So analogue provides us a limitless playing field, but digital will only go so far and no further. Why do we bother with digital, then? Musicians should be at home with infinity, surely? The answer lies in how you can process the data. Analogue information in the audio world is (most of the time) represented by electrical signals. Instead of numbers from 1 to 10, you have an analogue voltage between -5v and +5v (for example). Again, this range contains an infinity of subdivisions. Using analogue circuitry, you can do all sorts of things to this - but since we cannot precisely define any number (you'd have to have equipment with infinite precision which doesn't exist at the moment), we can't store perfect digital data. Sooner or later, by using discrete values you'll have to round off - i.e. approximate.

This isn't strictly true that one can't record perfect data using analogue, suffice to say that it's more trouble and expense than it's worth. So digital comes into its own when we're not just doing everything on the fly, but want to refer to what happened previously - and the classic example here is an echo (see delay section, below).

Digital has limitations, too - you have to break the sound down into a series of snapshots, so instead of a continuous wave representing the movements of the speaker cone, we have a series of numbers which define positions at exact moments in time. The sound card or CD player will normally interpolate (fill in) between these positions to move the cone smoothly rather than in steps.

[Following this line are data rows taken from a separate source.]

#![no_main]
use libfuzzer_sys::fuzz_target;
use sca_fingerprint::hash::{HashAlgorithm, other_platform_hash, super_hash};
use std::io::Cursor;

/// Fuzz the content fingerprint engine.
///
/// Arbitrary bytes either produce a fingerprint or a size error; the full
/// hash never depends on whitespace.
fuzz_target!(|data: &[u8]| {
    let _ = other_platform_hash(data, HashAlgorithm::Sha1);

    let Ok(hash) = super_hash(&mut Cursor::new(data), HashAlgorithm::Sha1) else {
        return;
    };
    let padded: Vec<u8> = data.iter().flat_map(|&b| [b, b' ']).collect();
    if let Ok(again) = super_hash(&mut Cursor::new(&padded), HashAlgorithm::Sha1) {
        assert_eq!(hash.full_hash, again.full_hash);
    }
});
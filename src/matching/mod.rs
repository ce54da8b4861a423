//! Vulnerability matching.
//!
//! Every dependency's digests are looked up in an injected
//! [`VulnerabilityLookup`]. Content digests are tried first because they
//! identify the exact bytes on disk; metadata digests come next and catch
//! libraries that were never materialized as files.
//!
//! # Example
//!
//! ```ignore
//! use sca_fingerprint::matching::{match_vulnerabilities, VulnerabilityTable};
//!
//! let table = VulnerabilityTable::load_dir(Path::new("cve"))?;
//! let cves = match_vulnerabilities(&mut enhanced, &table);
//! ```

mod remediation;
mod table;
mod traits;

use std::collections::BTreeSet;

use crate::model::{DependencyInfo, EnhancedResult, VulnerableLib};

pub use remediation::RemediationTable;
pub use table::VulnerabilityTable;
pub use traits::VulnerabilityLookup;

/// Tag the vulnerable dependencies of every result.
///
/// Previous matches are discarded. Returns the distinct CVEs found, sorted.
pub fn match_vulnerabilities<L>(results: &mut [EnhancedResult], lookup: &L) -> Vec<String>
where
    L: VulnerabilityLookup + ?Sized,
{
    let mut cves = BTreeSet::new();

    for result in results.iter_mut() {
        result.vulnerable.clear();
        for (id, info) in &result.deps {
            let hits = find_matches(info, lookup);
            let Some(first) = hits.first() else {
                continue;
            };
            tracing::debug!(
                id = %id,
                cve = %first.cve,
                cves = hits.len(),
                lookup = lookup.name(),
                "vulnerable dependency"
            );
            result.vulnerable.insert(id.clone(), first.clone());
            cves.extend(hits.into_iter().map(|hit| hit.cve));
        }

        if result.is_vulnerable() {
            tracing::info!(
                manifest = %result.operation.manifest_file,
                vulnerable = result.vulnerable.len(),
                "vulnerabilities matched"
            );
        }
    }

    cves.into_iter().collect()
}

/// Every record for the first digest that hits, trying content digests
/// before identity digests. The first record is kept for the dependency.
fn find_matches<L>(info: &DependencyInfo, lookup: &L) -> Vec<VulnerableLib>
where
    L: VulnerabilityLookup + ?Sized,
{
    info.content_digests()
        .chain(info.identity_digests())
        .map(|digest| lookup.lookup_all(digest))
        .find(|hits| !hits.is_empty())
        .unwrap_or_default()
}
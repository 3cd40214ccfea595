//! Internal constants and helper functions for utcompress encoding.

/// Format tag for the flat `name~value` array form
pub(crate) const TAG_ARRAY: char = '0';

/// Format tag for the flat index-map form
pub(crate) const TAG_MAP: char = '1';

/// Leading character of the compact-text trie form (self-describing, no extra tag)
pub(crate) const TAG_JSURL: char = '~';

/// Leading character of a plain JSON trie
pub(crate) const TAG_JSON: char = '{';

/// Leading character of a punctuation-swapped JSON trie
pub(crate) const TAG_URI_JSON: char = '(';

/// Trie edge (`!`) that holds the value of a key which is also a prefix of
/// longer keys
pub(crate) const TERMINAL_EDGE: u16 = 0x21;

/// Separator between names, values and flat-form entries
pub(crate) const FIELD_SEPARATOR: char = '~';

/// Escaped form of a literal `~` inside flat-form names and values
pub(crate) const ESCAPED_SEPARATOR: &str = "%7E";

/// Separator between distinct run-length segments
pub(crate) const RUN_SEPARATOR: char = '.';

/// Repeat marker inside a run-length segment
pub(crate) const REPEAT_MARKER: char = '*';

/// Prefix of a measure's duration inside a value token
pub(crate) const DURATION_MARKER: char = '_';

/// Separator for multiple occurrences inside a legacy trie string leaf
pub(crate) const LEGACY_OCCURRENCE_SEPARATOR: char = '|';

/// Largest map index that fits in a single base-36 digit ("z")
pub(crate) const MAX_SHORT_INDEX: u32 = 35;

/// Largest map index the map form can carry ("-zz" = 36 + 1295)
pub(crate) const MAX_MAP_INDEX: u32 = 1331;

/// Prefix of a two-digit (extended) map index
pub(crate) const EXTENDED_INDEX_MARKER: char = '-';

/// Round to the nearest integer, with halves going toward positive infinity.
///
/// This matches the rounding used by browsers when the timings were taken, so
/// `-2.5` rounds to `-2` rather than `-3`.
#[inline]
pub(crate) fn round_half_up(x: f64) -> f64 {
    let floor = x.floor();
    if x - floor >= 0.5 {
        floor + 1.0
    } else {
        floor
    }
}
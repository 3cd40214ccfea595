//! Timing entry struct shared by compression and decompression.

use serde::{Deserialize, Serialize};

/// Whether an entry is an instant or an interval
#[derive(Debug, Clone, Copy, PartialEq, Eq, Hash, Serialize, Deserialize)]
#[serde(rename_all = "lowercase")]
pub enum EntryKind {
    /// Named instant, always zero duration
    Mark,
    /// Named interval with a start and a duration
    Measure,
}

/// A named mark or measure
#[derive(Debug, Clone, PartialEq, Serialize, Deserialize)]
#[serde(rename_all = "camelCase")]
pub struct TimingEntry {
    /// Event name
    pub name: String,
    /// Mark or measure
    #[serde(rename = "entryType")]
    pub kind: EntryKind,
    /// Start time in milliseconds
    pub start_time: f64,
    /// Duration in milliseconds (0 for marks)
    #[serde(default)]
    pub duration: f64,
}

impl TimingEntry {
    /// Create a mark at `start_time`
    pub fn mark(name: impl Into<String>, start_time: f64) -> Self {
        Self {
            name: name.into(),
            kind: EntryKind::Mark,
            start_time,
            duration: 0.0,
        }
    }

    /// Create a measure starting at `start_time` and lasting `duration`
    pub fn measure(name: impl Into<String>, start_time: f64, duration: f64) -> Self {
        Self {
            name: name.into(),
            kind: EntryKind::Measure,
            start_time,
            duration,
        }
    }

    /// Whether this entry is a measure
    #[inline]
    pub fn is_measure(&self) -> bool {
        self.kind == EntryKind::Measure
    }
}
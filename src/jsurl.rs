//! Compact URL-safe text form of JSON-like values.
//!
//! Every value starts with `~`:
//!
//! | Value | Text |
//! |-------|------|
//! | number | `~12.5` (`~null` when not finite) |
//! | string | `~'escaped` |
//! | boolean / null | `~true`, `~false`, `~null` |
//! | array | `~(~1~2)`, empty `~(~)` |
//! | object | `~(key~1~other~'x)`, empty `~()` |
//!
//! Object members are written as `escaped-key` followed by the encoded value,
//! sorted by that text and joined with `~`.
//!
//! Strings and keys made only of `[A-Za-z0-9_.-]` are written verbatim.
//! Otherwise `$` becomes `!`, other characters below U+0100 become `*XX` and
//! everything else becomes `**XXXX` per UTF-16 code unit (lowercase hex).

use indexmap::IndexMap;

use crate::error::ParseError;
use crate::value::{format_number, Key, Value};

/// Deepest array/object nesting the parser accepts
pub(crate) const MAX_DEPTH: usize = 512;

/// Encode `value` as compact text
pub fn encode(value: &Value) -> String {
    let mut out = String::new();
    encode_into(value, &mut out);
    out
}

fn encode_into(value: &Value, out: &mut String) {
    match value {
        Value::Number(n) if n.is_finite() => {
            out.push('~');
            out.push_str(&format_number(*n));
        }
        Value::Number(_) | Value::Null => out.push_str("~null"),
        Value::Bool(b) => {
            out.push('~');
            out.push_str(if *b { "true" } else { "false" });
        }
        Value::String(s) => {
            out.push_str("~'");
            out.push_str(&escape(s));
        }
        Value::Array(items) => {
            out.push_str("~(");
            if items.is_empty() {
                out.push('~');
            }
            for item in items {
                encode_into(item, out);
            }
            out.push(')');
        }
        Value::Object(members) => {
            let mut parts: Vec<String> = members
                .iter()
                .map(|(key, val)| {
                    let mut part = escape_units(key.units().iter().copied());
                    encode_into(val, &mut part);
                    part
                })
                .collect();
            parts.sort_unstable();

            out.push_str("~(");
            out.push_str(&parts.join("~"));
            out.push(')');
        }
    }
}

/// Escape a string value for compact text
fn escape(s: &str) -> String {
    if s.chars().all(is_plain) {
        return s.to_string();
    }
    escape_units(s.encode_utf16())
}

/// Escape a sequence of UTF-16 code units. Unpaired surrogates are written
/// like any other unit.
fn escape_units(units: impl IntoIterator<Item = u16>) -> String {
    let mut out = String::new();
    for unit in units {
        match u8::try_from(unit) {
            Ok(b) if is_plain(char::from(b)) => out.push(char::from(b)),
            Ok(b'$') => out.push('!'),
            Ok(b) => out.push_str(&format!("*{b:02x}")),
            Err(_) => out.push_str(&format!("**{unit:04x}")),
        }
    }
    out
}

#[inline]
fn is_plain(ch: char) -> bool {
    ch.is_ascii_alphanumeric() || matches!(ch, '_' | '-' | '.')
}

/// Parse compact text into a value.
///
/// Anything after the first complete value is ignored. Object keys keep their
/// raw UTF-16 units, so a key holding half of a surrogate pair survives intact.
///
/// A bare word starting with `-` or a digit is read as the longest decimal
/// prefix, like `parseFloat`. When there is no such prefix (`-`, `-x`) the
/// word is rejected with [`ParseError::BadNumber`] instead of becoming NaN.
///
/// # Errors
/// Returns a [`ParseError`] when a structural character is missing, a bare
/// word is not `true`/`false`/`null`, a number or escape is malformed, or
/// nesting exceeds the depth limit.
pub fn decode(s: &str) -> Result<Value, ParseError> {
    Parser { s, bytes: s.as_bytes(), pos: 0, depth: 0 }.parse_one()
}

struct Parser<'a> {
    s: &'a str,
    bytes: &'a [u8],
    pos: usize,
    depth: usize,
}

impl Parser<'_> {
    #[inline]
    fn peek(&self) -> Option<u8> {
        self.bytes.get(self.pos).copied()
    }

    fn eat(&mut self, expected: u8) -> Result<(), ParseError> {
        if self.peek() == Some(expected) {
            self.pos += 1;
            Ok(())
        } else {
            Err(ParseError::Expected {
                expected: char::from(expected),
                found: self.s[self.pos..].chars().next(),
                pos: self.pos,
            })
        }
    }

    fn parse_one(&mut self) -> Result<Value, ParseError> {
        self.eat(b'~')?;

        match self.peek() {
            Some(b'(') => {
                self.pos += 1;
                self.depth += 1;
                if self.depth > MAX_DEPTH {
                    return Err(ParseError::TooDeep { pos: self.pos });
                }

                let value = if self.peek() == Some(b'~') {
                    self.parse_array_body()?
                } else {
                    self.parse_object_body()?
                };

                self.eat(b')')?;
                self.depth -= 1;
                Ok(value)
            }
            Some(b'\'') => {
                self.pos += 1;
                let units = self.parse_units()?;
                Ok(Value::String(String::from_utf16_lossy(&units)))
            }
            _ => self.parse_bare(),
        }
    }

    fn parse_array_body(&mut self) -> Result<Value, ParseError> {
        let mut items = Vec::new();
        if self.bytes.get(self.pos + 1) == Some(&b')') {
            // "~(~)"
            self.pos += 1;
            return Ok(Value::Array(items));
        }

        loop {
            items.push(self.parse_one()?);
            if self.peek() != Some(b'~') {
                break;
            }
        }
        Ok(Value::Array(items))
    }

    fn parse_object_body(&mut self) -> Result<Value, ParseError> {
        let mut members = IndexMap::new();
        if self.peek() == Some(b')') {
            return Ok(Value::Object(members));
        }

        loop {
            let key = Key::from_units(self.parse_units()?);
            let value = self.parse_one()?;
            members.insert(key, value);
            if self.peek() != Some(b'~') {
                break;
            }
            self.pos += 1;
        }
        Ok(Value::Object(members))
    }

    /// Number or reserved word, running until `~`, `)` or the end
    fn parse_bare(&mut self) -> Result<Value, ParseError> {
        let beg = self.pos;
        let Some(first) = self.s[beg..].chars().next() else {
            return Err(ParseError::UnknownKeyword { word: String::new(), pos: beg });
        };

        self.pos += first.len_utf8();
        while let Some(b) = self.peek() {
            if b == b'~' || b == b')' {
                break;
            }
            self.pos += 1;
        }
        let word = &self.s[beg..self.pos];

        if first.is_ascii_digit() || first == '-' {
            return parse_float_prefix(word)
                .map(Value::Number)
                .ok_or_else(|| ParseError::BadNumber { text: word.to_string(), pos: beg });
        }

        match word {
            "true" => Ok(Value::Bool(true)),
            "false" => Ok(Value::Bool(false)),
            "null" => Ok(Value::Null),
            _ => Err(ParseError::UnknownKeyword { word: word.to_string(), pos: beg }),
        }
    }

    /// Unescape text up to the next `~`, `)` or the end
    fn parse_units(&mut self) -> Result<Vec<u16>, ParseError> {
        let mut units: Vec<u16> = Vec::new();
        let mut beg = self.pos;

        while let Some(b) = self.peek() {
            match b {
                b'~' | b')' => break,
                b'*' => {
                    units.extend(self.s[beg..self.pos].encode_utf16());
                    let (digits, width) = if self.bytes.get(self.pos + 1) == Some(&b'*') {
                        (self.pos + 2..self.pos + 6, 6)
                    } else {
                        (self.pos + 1..self.pos + 3, 3)
                    };
                    let unit = self
                        .s
                        .get(digits)
                        .and_then(parse_hex)
                        .ok_or(ParseError::BadEscape { pos: self.pos })?;
                    units.push(unit);
                    self.pos += width;
                    beg = self.pos;
                }
                b'!' => {
                    units.extend(self.s[beg..self.pos].encode_utf16());
                    units.push(u16::from(b'$'));
                    self.pos += 1;
                    beg = self.pos;
                }
                _ => self.pos += 1,
            }
        }

        units.extend(self.s[beg..self.pos].encode_utf16());
        Ok(units)
    }
}

fn parse_hex(digits: &str) -> Option<u16> {
    if !digits.bytes().all(|b| b.is_ascii_hexdigit()) {
        return None;
    }
    u16::from_str_radix(digits, 16).ok()
}

/// Parse the longest leading decimal number of `s`, as browsers do for
/// `parseFloat`
fn parse_float_prefix(s: &str) -> Option<f64> {
    let bytes = s.as_bytes();
    let mut end = 0;

    if matches!(bytes.first(), Some(b'-' | b'+')) {
        end += 1;
    }
    if s[end..].starts_with("Infinity") {
        return Some(if bytes[0] == b'-' { f64::NEG_INFINITY } else { f64::INFINITY });
    }

    let int_start = end;
    while bytes.get(end).is_some_and(u8::is_ascii_digit) {
        end += 1;
    }
    let mut digits = end - int_start;

    if bytes.get(end) == Some(&b'.') {
        let frac_start = end + 1;
        let mut frac_end = frac_start;
        while bytes.get(frac_end).is_some_and(u8::is_ascii_digit) {
            frac_end += 1;
        }
        digits += frac_end - frac_start;
        end = frac_end;
    }

    if digits == 0 {
        return None;
    }

    if matches!(bytes.get(end), Some(b'e' | b'E')) {
        let mut exp_end = end + 1;
        if matches!(bytes.get(exp_end), Some(b'-' | b'+')) {
            exp_end += 1;
        }
        let exp_digits_start = exp_end;
        while bytes.get(exp_end).is_some_and(u8::is_ascii_digit) {
            exp_end += 1;
        }
        if exp_end > exp_digits_start {
            end = exp_end;
        }
    }

    s[..end].parse().ok()
}
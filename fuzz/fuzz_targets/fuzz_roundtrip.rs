#![no_main]

use libfuzzer_sys::fuzz_target;
use utcompress::{compress, compress_for_uri, decompress_from_string, CompressOptions, DecompressOptions, TimingEntry};

const NAMES: [&str; 6] = ["a", "ab", "abc", "b", "b~c", "measure"];

fuzz_target!(|data: &[u8]| {
    // Each 4-byte chunk is (name index, start delta hi, start delta lo, duration)
    let mut entries = Vec::new();
    let mut start = 1.0f64;
    for chunk in data.chunks_exact(4) {
        let name = NAMES[usize::from(chunk[0]) % NAMES.len()];
        start += f64::from(u16::from_le_bytes([chunk[1], chunk[2]]));
        if chunk[0] & 0x80 == 0 {
            entries.push(TimingEntry::mark(name, start));
        } else {
            entries.push(TimingEntry::measure(name, start, f64::from(chunk[3])));
        }
    }

    let uri = compress_for_uri(&compress(&entries, &CompressOptions::default()));
    let decoded = decompress_from_string(&uri, &DecompressOptions::default()).expect("own output must parse");

    // Property 1: nothing is lost or invented
    assert_eq!(decoded.len(), entries.len(), "entry count mismatch for {uri}");

    // Property 2: whole-millisecond input survives exactly, in sorted order
    for window in decoded.windows(2) {
        assert!(window[0].start_time <= window[1].start_time, "not sorted: {uri}");
    }
    let mut expected: Vec<_> = entries
        .iter()
        .map(|e| (e.start_time as i64, e.duration as i64, e.name.clone()))
        .collect();
    let mut actual: Vec<_> = decoded
        .iter()
        .map(|e| (e.start_time as i64, e.duration as i64, e.name.clone()))
        .collect();
    expected.sort();
    actual.sort();
    assert_eq!(expected, actual, "roundtrip mismatch for {uri}");
});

This process of taking "snapshots" is called sampling, and is (almost always) done at a fixed rate. The rate at which one should sample in order to ensure acurate recording depends on the highest frequency in the analogue original. You can't get a sound containing every frequency with digital, unfortunately: the highest frequency that can be recorded digitally is half the rate (or frequency) at which you sample, and this rate is named after a Mr Nyquist. This "Nyquist Frequency" works on the basis that the simplest representation of a sine wave (up then down and back up) is one snapshot at the top, one at the bottom - two samples. CD runs at 44.1kHz - giving sounds up to 22.05kHz (which as we remember is above the upper threshold for human hearing). MP3 is usually compressed to yield about 16kHz range. DAT can go up to 96kHz, although the standard is 48 kHz. Any attempts at recording anything above the Nyquist frequency will yield an ugly form of distortion called aliasing, and must be avoided. Typically, digital recorders will filter out any frequencies above this before recording the signal, ensuring that only what can be represented with some degree of accuracy is recorded.

There's another number involved with sampling - the sample size, in bits. The sample rate (or sampling frequency) is how often you take a snapshot, while the sample size defines how much information you pack into each one of those snapshots. The higher the sample size, the more precise each snapshot will be. This information is stored as ones and zeroes (binary) and the precision of these snapshots depends on how many bits are used to express each snapshot - so precision and dynamic range are dependent on the bit depth. To cut short the extensive tutorial on binary arithmetic involved in this, let's just say that you'll typically find either 8 bits (giving 256 separate positions), 16 bits (65536), or 24 bits (16777216) sample sizes. The formula is "2 to the power of N" - i.e. multiply 2 by itself N times. CD is 16-bit. Soundcards are usually 16-bit or 24-bit, sometimes 8-bit. MP3's varies wildly.

Digital recording involves an important trade-off. The higher the sampling frequency and the higher the bit rate (sample size) you want to use, the more precise the representation of the recorded signal you'll achieve - at the expense of needing to record more data. For a given length of time, this is why those MP3s over 10 MB sound better than ones that are 5 MB - the larger files contain more information about the original sound. Unfortunately that better sound takes longer to download and occupies more disk space...

Why does analogue have a better reputation? At the moment, analogue equipment generally delivers what is perceived as a "warmer", richer sound than digital. The oscillators often vary in pitch by a fractional amount, and since there is only a limited amount of processing power in a digital system, it can't always keep up with the extra calculations required to simulate the analogue effect.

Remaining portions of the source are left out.